====== RECORDS SUPPLIED ======

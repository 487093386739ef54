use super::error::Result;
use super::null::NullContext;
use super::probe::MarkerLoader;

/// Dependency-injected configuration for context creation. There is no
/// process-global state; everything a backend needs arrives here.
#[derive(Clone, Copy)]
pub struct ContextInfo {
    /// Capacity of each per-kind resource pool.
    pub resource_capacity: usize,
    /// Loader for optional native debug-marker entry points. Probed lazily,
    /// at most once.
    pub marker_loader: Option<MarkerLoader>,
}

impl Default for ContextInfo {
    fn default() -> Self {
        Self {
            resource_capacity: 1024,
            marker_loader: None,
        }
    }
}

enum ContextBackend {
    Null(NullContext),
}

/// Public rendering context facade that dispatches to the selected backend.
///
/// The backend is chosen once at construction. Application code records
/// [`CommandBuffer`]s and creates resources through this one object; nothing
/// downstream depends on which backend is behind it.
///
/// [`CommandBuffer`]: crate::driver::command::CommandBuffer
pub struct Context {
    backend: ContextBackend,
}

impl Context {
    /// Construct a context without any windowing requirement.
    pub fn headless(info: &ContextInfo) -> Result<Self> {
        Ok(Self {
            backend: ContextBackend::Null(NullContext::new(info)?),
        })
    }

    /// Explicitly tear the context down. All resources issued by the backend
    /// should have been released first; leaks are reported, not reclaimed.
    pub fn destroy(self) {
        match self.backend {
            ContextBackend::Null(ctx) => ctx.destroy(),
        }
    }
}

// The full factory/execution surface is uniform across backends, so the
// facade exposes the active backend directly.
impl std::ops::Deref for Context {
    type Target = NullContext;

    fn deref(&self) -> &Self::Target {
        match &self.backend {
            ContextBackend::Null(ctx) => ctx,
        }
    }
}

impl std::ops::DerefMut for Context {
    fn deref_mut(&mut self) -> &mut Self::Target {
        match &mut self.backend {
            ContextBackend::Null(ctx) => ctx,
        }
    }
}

======

Find the word "ContextBackend" in the listing and copy each line that contains it.

YOUR SOLUTION:
enum ContextBackend {
    backend: ContextBackend,
            backend: ContextBackend::Null(NullContext::new(info)?),
            ContextBackend::Null(ctx) => ctx.destroy(),
            ContextBackend::Null(ctx) => ctx,
            ContextBackend::Null(ctx) => ctx,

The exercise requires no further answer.